飯舘村長泥地区 除染土再生利用の実証事業 面積拡大して開始

原発事故に伴う除染で出た土を農地に再生利用する実証事業が行われている飯舘村の長泥地区で、ことし3年目となる水田での試験が面積を拡大して始まりました。

環境省は、除染で出た土について、放射性物質の濃度が基準を下回れば、全国の公共事業などで再生利用する方針で、飯舘村長泥地区では、村内の除染で出た土から異物を取り除き、放射性物質の濃度が基準を下回ったものを農地で利用する実証事業を5年前から行っています。

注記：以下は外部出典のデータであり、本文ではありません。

// SPDX-FileCopyrightText: 2026 Concierge Contributors
// SPDX-License-Identifier: MIT OR Apache-2.0

//! SQLite implementation of the storage traits.

use async_trait::async_trait;
use tokio::sync::OnceCell;
use tracing::debug;

use concierge_config::model::StorageConfig;
use concierge_core::types::{HistoryFilter, Interaction, NewUser, User, UserAnalytics};
use concierge_core::{
    AccountStore, AdapterType, ConciergeError, HealthStatus, InteractionSink, PluginAdapter,
    StorageAdapter,
};

use crate::database::Database;
use crate::queries;

/// Message returned for a duplicate username or email.
pub const DUPLICATE_USER: &str = "Username or email already exists";

/// SQLite-backed storage adapter.
///
/// Wraps a [`Database`] handle and delegates to the typed query modules.
/// The database is opened on the first call to [`StorageAdapter::initialize`].
pub struct SqliteStorage {
    config: StorageConfig,
    db: OnceCell<Database>,
}

impl SqliteStorage {
    /// Create a new SqliteStorage. Nothing is opened until [`initialize`](StorageAdapter::initialize).
    pub fn new(config: StorageConfig) -> Self {
        Self {
            config,
            db: OnceCell::new(),
        }
    }

    fn db(&self) -> Result<&Database, ConciergeError> {
        self.db.get().ok_or_else(|| ConciergeError::Storage {
            source: "storage not initialized -- call initialize() first".into(),
        })
    }

    async fn checkpoint(&self) -> Result<(), ConciergeError> {
        if let Some(db) = self.db.get() {
            db.connection()
                .call(|conn| -> Result<(), rusqlite::Error> {
                    conn.execute_batch("PRAGMA wal_checkpoint(TRUNCATE);")?;
                    Ok(())
                })
                .await
                .map_err(crate::database::map_tr_err)?;
            debug!("WAL checkpoint complete");
        }
        Ok(())
    }
}

#[async_trait]
impl PluginAdapter for SqliteStorage {
    fn name(&self) -> &str {
        "sqlite"
    }

    fn version(&self) -> semver::Version {
        semver::Version::new(0, 1, 0)
    }

    fn adapter_type(&self) -> AdapterType {
        AdapterType::Storage
    }

    async fn health_check(&self) -> Result<HealthStatus, ConciergeError> {
        let db = self.db()?;
        db.connection()
            .call(|conn| -> Result<(), rusqlite::Error> {
                conn.execute_batch("SELECT 1;")?;
                Ok(())
            })
            .await
            .map_err(crate::database::map_tr_err)?;
        Ok(HealthStatus::Healthy)
    }

    async fn shutdown(&self) -> Result<(), ConciergeError> {
        self.checkpoint().await
    }
}

#[async_trait]
impl StorageAdapter for SqliteStorage {
    async fn initialize(&self) -> Result<(), ConciergeError> {
        let db = Database::open(&self.config.database_path, self.config.wal_mode).await?;
        self.db.set(db).map_err(|_| ConciergeError::Storage {
            source: "storage already initialized".into(),
        })?;
        debug!(path = %self.config.database_path, "SQLite storage initialized");
        Ok(())
    }

    async fn close(&self) -> Result<(), ConciergeError> {
        self.db()?;
        self.checkpoint().await
    }
}

#[async_trait]
impl InteractionSink for SqliteStorage {
    async fn record(&self, interaction: &Interaction) -> Result<i64, ConciergeError> {
        queries::interactions::insert_interaction(self.db()?, interaction).await
    }

    async fn recent(
        &self,
        limit: u32,
        filter: &HistoryFilter,
    ) -> Result<Vec<Interaction>, ConciergeError> {
        queries::interactions::recent_interactions(self.db()?, limit, filter).await
    }
}

#[async_trait]
impl AccountStore for SqliteStorage {
    async fn create_user(&self, user: NewUser) -> Result<i64, ConciergeError> {
        queries::users::insert_user(self.db()?, user)
            .await?
            .ok_or_else(|| ConciergeError::Conflict(DUPLICATE_USER.into()))
    }

    async fn find_user(&self, username: &str) -> Result<Option<(User, String)>, ConciergeError> {
        queries::users::find_active_by_username(self.db()?, username).await
    }

    async fn touch_login(&self, user_id: i64) -> Result<(), ConciergeError> {
        queries::users::touch_last_login(self.db()?, user_id).await
    }

    async fn create_login_session(
        &self,
        user_id: i64,
        token: &str,
        expires_at: &str,
    ) -> Result<(), ConciergeError> {
        queries::users::insert_session_token(self.db()?, user_id, token, expires_at).await
    }

    async fn user_for_token(&self, token: &str, now: &str) -> Result<Option<User>, ConciergeError> {
        queries::users::user_for_token(self.db()?, token, now).await
    }

    async fn analytics(&self, user_id: i64) -> Result<UserAnalytics, ConciergeError> {
        queries::analytics::user_analytics(self.db()?, user_id).await
    }
}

このうち3年目となることしの水田での試験は、面積を27アールに拡大し、23日から地元の人たちなどが手植えしたり田植機を使ったりして始まりました。

拡大して整備した水田は、除染で出た土などを入れて先月できたばかりで、秋の収穫期までかけて水田の機能として必要な排水性やコメへの放射性物質への影響などを確かめるということです。

福島地方環境事務所の赤石沢則男土壌再生利用技術企画官は、「地元での営農再開に向けて、心配なく農地に使えるか確認していきたい」と話していました。

除染で出た土の再生利用をめぐっては、東京の新宿御苑や埼玉県所沢市でも実証事業が計画されていますが、地元住民などの反対を受けて開始のめどは立っておらず、環境省は、長泥地区の実証事業の見学会を開催するなどして理解醸成につなげたい考えです。